TASK OBJECTIVE => Every line that contains the word "provided" should be copied from the records below.

DATA SUPPLIED =>
○ ○ ○ ○ ○ ○ ○
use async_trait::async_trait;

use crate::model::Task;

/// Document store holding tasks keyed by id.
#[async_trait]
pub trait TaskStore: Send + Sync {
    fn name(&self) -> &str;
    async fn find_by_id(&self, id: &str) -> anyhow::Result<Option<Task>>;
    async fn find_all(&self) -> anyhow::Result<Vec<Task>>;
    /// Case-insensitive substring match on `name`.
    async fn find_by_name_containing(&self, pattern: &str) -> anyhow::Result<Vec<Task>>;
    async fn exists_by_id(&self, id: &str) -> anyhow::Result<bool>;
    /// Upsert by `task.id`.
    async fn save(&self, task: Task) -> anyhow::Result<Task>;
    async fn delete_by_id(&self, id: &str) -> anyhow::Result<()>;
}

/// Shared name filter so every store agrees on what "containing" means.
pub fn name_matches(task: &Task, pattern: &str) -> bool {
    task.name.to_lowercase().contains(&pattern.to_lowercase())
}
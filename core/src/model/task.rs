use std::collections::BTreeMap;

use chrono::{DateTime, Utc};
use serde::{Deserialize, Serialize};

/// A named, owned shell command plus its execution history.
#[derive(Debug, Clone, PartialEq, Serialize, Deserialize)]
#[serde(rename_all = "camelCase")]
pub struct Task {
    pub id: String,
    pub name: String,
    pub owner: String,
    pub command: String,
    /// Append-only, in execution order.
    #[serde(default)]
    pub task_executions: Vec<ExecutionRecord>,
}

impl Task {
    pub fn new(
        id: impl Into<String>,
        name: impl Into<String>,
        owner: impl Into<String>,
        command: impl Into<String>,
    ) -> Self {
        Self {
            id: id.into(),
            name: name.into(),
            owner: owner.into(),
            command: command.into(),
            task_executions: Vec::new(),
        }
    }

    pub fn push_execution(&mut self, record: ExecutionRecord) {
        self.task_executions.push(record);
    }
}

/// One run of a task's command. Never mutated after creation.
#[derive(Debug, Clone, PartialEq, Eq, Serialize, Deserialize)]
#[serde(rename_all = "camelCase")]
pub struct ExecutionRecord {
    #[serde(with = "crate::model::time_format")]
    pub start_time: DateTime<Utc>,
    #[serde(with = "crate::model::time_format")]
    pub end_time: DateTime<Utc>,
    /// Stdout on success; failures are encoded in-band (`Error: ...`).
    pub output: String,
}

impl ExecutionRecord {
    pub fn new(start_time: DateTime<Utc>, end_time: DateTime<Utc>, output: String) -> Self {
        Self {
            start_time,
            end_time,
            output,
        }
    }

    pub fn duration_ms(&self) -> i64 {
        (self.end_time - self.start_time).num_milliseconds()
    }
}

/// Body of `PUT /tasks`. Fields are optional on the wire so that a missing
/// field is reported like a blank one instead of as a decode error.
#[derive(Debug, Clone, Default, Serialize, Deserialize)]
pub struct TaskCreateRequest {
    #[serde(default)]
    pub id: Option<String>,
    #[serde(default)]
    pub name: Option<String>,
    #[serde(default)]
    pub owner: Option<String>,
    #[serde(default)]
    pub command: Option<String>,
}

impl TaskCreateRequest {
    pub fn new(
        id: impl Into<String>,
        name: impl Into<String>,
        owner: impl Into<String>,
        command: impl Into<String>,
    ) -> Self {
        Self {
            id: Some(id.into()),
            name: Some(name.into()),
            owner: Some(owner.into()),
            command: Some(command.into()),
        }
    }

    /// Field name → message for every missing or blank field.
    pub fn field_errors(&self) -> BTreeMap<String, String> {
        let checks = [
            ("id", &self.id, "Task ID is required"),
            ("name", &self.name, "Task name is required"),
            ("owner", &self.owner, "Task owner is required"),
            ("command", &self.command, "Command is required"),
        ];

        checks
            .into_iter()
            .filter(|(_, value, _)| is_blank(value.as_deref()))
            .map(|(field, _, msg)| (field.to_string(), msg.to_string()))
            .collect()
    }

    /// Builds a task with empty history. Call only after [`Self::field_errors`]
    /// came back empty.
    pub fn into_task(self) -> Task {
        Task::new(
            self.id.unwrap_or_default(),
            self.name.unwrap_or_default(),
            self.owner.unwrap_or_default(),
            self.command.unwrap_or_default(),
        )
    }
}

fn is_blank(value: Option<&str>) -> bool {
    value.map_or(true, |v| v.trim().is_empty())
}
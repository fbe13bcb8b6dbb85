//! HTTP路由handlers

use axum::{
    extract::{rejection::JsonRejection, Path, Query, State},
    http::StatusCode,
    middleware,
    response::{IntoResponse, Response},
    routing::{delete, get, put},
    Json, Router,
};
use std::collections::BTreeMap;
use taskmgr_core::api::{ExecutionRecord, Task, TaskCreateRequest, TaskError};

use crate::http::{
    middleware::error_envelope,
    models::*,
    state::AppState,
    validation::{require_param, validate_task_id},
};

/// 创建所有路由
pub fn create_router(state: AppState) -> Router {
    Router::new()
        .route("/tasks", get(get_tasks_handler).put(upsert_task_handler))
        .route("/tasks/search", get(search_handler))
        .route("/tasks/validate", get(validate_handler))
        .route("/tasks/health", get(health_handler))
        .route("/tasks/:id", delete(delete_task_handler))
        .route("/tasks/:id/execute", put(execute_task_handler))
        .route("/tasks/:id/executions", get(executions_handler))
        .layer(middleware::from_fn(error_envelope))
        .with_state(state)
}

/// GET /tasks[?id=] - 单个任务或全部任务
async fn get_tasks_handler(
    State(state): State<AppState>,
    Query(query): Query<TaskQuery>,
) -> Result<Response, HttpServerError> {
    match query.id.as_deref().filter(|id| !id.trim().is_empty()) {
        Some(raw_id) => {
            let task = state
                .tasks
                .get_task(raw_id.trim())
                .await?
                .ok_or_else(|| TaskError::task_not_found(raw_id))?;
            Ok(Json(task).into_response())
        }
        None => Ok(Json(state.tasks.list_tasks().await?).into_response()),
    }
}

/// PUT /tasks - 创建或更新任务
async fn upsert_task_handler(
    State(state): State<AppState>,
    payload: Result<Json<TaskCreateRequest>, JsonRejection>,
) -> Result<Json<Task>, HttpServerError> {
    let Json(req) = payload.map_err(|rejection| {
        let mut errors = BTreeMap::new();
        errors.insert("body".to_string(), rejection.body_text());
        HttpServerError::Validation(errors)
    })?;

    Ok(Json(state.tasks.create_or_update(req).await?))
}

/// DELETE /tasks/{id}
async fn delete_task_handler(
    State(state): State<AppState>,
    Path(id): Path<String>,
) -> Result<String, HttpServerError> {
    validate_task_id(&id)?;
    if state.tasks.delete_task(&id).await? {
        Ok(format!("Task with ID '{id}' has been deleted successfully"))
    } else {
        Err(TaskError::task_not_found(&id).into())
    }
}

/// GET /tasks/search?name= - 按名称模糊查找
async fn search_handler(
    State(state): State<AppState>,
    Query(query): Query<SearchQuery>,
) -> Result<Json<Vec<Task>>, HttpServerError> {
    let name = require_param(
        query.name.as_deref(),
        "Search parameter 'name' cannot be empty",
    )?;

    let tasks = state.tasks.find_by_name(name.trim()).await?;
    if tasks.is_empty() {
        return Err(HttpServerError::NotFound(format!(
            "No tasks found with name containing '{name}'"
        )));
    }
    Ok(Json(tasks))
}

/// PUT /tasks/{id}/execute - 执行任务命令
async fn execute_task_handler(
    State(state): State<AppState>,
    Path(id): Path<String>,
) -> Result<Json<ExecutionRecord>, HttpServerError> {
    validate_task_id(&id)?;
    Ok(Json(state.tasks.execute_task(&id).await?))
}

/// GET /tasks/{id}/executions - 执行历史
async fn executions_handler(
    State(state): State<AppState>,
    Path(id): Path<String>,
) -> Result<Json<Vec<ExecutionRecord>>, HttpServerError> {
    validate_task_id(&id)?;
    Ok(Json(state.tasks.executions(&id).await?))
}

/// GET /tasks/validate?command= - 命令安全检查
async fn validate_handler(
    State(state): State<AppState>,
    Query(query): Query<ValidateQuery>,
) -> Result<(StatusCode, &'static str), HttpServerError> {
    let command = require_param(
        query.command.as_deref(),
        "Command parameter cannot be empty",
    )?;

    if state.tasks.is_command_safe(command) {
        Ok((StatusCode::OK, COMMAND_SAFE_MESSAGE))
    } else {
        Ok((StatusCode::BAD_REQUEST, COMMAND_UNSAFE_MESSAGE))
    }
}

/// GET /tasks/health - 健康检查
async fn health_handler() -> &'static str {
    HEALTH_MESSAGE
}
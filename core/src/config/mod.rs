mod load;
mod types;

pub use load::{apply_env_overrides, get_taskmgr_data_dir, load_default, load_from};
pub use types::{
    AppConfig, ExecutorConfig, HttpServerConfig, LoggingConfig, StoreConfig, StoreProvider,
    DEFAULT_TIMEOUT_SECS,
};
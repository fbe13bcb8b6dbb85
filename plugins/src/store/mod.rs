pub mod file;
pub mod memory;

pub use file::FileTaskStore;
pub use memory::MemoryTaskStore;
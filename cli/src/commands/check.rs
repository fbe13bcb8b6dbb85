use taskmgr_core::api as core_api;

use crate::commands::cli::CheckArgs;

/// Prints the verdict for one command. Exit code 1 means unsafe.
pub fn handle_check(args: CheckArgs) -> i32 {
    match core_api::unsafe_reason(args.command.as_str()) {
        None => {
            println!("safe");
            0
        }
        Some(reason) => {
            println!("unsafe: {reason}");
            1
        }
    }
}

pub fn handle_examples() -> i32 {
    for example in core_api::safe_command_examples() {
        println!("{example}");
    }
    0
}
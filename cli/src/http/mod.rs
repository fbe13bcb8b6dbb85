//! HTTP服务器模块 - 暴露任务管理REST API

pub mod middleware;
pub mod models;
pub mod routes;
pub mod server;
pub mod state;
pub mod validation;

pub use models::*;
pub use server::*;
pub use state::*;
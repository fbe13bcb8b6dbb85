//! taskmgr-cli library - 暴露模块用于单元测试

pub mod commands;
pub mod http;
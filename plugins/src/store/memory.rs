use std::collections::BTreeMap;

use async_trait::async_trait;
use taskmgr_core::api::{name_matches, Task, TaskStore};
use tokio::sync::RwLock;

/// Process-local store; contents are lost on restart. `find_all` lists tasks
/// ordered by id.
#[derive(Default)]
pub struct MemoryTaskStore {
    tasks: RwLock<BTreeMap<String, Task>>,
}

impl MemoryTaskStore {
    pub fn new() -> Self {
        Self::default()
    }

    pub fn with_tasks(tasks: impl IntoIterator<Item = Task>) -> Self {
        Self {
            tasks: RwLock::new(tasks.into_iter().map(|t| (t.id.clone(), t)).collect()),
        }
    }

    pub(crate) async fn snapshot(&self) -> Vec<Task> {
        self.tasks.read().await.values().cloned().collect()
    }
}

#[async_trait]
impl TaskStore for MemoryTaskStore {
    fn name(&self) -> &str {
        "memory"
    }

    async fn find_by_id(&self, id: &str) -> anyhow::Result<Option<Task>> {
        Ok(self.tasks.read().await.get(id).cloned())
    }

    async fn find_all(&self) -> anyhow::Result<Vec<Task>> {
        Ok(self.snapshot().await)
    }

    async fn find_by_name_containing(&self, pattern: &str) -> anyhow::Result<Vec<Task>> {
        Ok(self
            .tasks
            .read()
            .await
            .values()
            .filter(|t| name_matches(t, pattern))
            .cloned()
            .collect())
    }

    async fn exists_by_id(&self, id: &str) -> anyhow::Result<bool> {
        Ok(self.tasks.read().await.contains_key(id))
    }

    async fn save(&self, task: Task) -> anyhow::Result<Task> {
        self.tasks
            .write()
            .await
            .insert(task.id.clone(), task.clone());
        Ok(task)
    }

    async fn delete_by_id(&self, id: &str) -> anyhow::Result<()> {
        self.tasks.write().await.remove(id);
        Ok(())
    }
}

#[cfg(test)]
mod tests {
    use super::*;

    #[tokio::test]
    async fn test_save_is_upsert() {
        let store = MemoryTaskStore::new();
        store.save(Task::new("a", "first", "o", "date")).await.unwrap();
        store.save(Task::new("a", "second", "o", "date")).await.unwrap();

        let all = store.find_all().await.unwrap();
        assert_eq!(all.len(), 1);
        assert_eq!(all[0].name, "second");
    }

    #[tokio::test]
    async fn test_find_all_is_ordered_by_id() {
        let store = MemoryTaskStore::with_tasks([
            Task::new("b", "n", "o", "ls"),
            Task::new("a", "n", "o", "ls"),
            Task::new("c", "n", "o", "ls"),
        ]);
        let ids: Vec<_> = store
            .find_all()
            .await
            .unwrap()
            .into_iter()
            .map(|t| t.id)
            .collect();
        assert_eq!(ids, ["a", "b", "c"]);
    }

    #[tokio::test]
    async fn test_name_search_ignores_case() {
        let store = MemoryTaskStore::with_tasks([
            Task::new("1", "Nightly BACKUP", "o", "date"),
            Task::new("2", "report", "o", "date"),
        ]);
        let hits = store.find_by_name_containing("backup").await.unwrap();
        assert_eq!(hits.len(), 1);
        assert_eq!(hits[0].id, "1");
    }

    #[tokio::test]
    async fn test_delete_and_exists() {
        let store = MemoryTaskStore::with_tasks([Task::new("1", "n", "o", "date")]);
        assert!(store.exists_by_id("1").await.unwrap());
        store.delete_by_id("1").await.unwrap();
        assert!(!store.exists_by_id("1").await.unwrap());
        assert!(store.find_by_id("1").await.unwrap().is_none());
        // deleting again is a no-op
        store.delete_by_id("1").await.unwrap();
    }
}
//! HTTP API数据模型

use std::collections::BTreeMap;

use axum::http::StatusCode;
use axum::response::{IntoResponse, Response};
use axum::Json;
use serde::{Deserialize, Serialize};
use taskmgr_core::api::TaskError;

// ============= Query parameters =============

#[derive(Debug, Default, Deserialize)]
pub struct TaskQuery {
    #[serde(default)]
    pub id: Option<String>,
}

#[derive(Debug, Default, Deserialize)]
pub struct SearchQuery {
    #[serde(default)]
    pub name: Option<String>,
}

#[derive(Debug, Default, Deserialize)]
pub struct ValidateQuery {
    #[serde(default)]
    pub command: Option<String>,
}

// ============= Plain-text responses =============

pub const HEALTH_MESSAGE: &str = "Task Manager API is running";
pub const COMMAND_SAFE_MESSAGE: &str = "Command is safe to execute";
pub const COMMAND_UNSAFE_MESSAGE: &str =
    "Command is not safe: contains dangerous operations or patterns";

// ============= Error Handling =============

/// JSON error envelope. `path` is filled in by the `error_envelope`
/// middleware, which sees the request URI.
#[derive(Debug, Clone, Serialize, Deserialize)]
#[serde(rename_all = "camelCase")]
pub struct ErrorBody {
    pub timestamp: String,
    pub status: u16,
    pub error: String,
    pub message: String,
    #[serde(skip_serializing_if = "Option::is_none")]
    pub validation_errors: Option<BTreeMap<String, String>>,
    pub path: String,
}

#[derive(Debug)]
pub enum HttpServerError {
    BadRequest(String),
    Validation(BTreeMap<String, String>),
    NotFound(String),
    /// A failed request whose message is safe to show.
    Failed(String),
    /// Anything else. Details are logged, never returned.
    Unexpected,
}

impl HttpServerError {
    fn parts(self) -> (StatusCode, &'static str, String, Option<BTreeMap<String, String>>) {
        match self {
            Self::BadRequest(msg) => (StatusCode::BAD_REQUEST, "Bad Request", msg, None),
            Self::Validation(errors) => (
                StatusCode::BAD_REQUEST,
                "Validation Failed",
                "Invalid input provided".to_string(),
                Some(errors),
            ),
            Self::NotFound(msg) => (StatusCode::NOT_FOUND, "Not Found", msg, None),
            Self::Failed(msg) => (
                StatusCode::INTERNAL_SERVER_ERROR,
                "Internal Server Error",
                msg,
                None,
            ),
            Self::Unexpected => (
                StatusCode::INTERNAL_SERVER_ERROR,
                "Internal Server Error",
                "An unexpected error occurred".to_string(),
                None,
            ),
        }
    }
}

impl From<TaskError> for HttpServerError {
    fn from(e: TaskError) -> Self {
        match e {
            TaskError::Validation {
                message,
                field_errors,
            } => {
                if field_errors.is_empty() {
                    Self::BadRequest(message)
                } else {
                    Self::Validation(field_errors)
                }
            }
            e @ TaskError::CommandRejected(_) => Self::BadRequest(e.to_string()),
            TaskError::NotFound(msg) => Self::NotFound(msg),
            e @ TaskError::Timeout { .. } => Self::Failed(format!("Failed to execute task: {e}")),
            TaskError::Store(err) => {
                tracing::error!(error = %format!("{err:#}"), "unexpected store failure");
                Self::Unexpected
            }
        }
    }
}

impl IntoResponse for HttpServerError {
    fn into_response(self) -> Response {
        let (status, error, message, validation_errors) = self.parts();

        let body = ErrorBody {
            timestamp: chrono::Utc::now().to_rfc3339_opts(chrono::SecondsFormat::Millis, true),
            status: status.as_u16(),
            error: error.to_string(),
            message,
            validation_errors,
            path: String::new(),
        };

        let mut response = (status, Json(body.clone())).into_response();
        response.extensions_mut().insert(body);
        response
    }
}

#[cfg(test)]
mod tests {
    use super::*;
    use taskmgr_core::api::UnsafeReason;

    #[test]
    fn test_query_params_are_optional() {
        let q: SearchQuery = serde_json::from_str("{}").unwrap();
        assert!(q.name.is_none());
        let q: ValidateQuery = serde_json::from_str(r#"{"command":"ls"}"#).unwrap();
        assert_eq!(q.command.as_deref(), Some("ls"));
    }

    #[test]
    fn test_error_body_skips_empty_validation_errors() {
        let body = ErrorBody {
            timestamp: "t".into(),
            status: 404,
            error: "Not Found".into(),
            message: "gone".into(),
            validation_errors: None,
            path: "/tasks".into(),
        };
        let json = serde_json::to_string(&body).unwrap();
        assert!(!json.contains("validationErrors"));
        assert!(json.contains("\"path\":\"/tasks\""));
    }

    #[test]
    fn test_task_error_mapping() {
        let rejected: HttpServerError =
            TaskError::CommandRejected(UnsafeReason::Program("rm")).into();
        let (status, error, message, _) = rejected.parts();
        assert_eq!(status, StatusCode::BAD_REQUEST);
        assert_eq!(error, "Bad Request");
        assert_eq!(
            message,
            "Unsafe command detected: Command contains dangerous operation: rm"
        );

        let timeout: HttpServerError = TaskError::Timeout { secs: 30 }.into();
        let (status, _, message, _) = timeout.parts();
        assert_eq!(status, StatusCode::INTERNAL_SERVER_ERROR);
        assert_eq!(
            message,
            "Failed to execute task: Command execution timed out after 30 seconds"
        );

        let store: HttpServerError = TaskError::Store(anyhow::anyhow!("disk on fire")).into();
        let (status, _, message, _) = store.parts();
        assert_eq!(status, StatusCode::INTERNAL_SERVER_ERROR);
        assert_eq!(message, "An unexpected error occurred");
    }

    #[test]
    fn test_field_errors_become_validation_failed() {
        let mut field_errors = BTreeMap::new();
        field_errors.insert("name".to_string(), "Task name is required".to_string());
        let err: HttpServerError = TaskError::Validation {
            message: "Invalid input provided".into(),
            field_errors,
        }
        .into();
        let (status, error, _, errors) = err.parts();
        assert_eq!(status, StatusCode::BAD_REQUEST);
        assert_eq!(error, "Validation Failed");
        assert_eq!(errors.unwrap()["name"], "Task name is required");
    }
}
○ ○ ○ ○ ○ ○ ○
TASK SOLUTION =>
                "Invalid input provided".to_string(),
            message: "Invalid input provided".into(),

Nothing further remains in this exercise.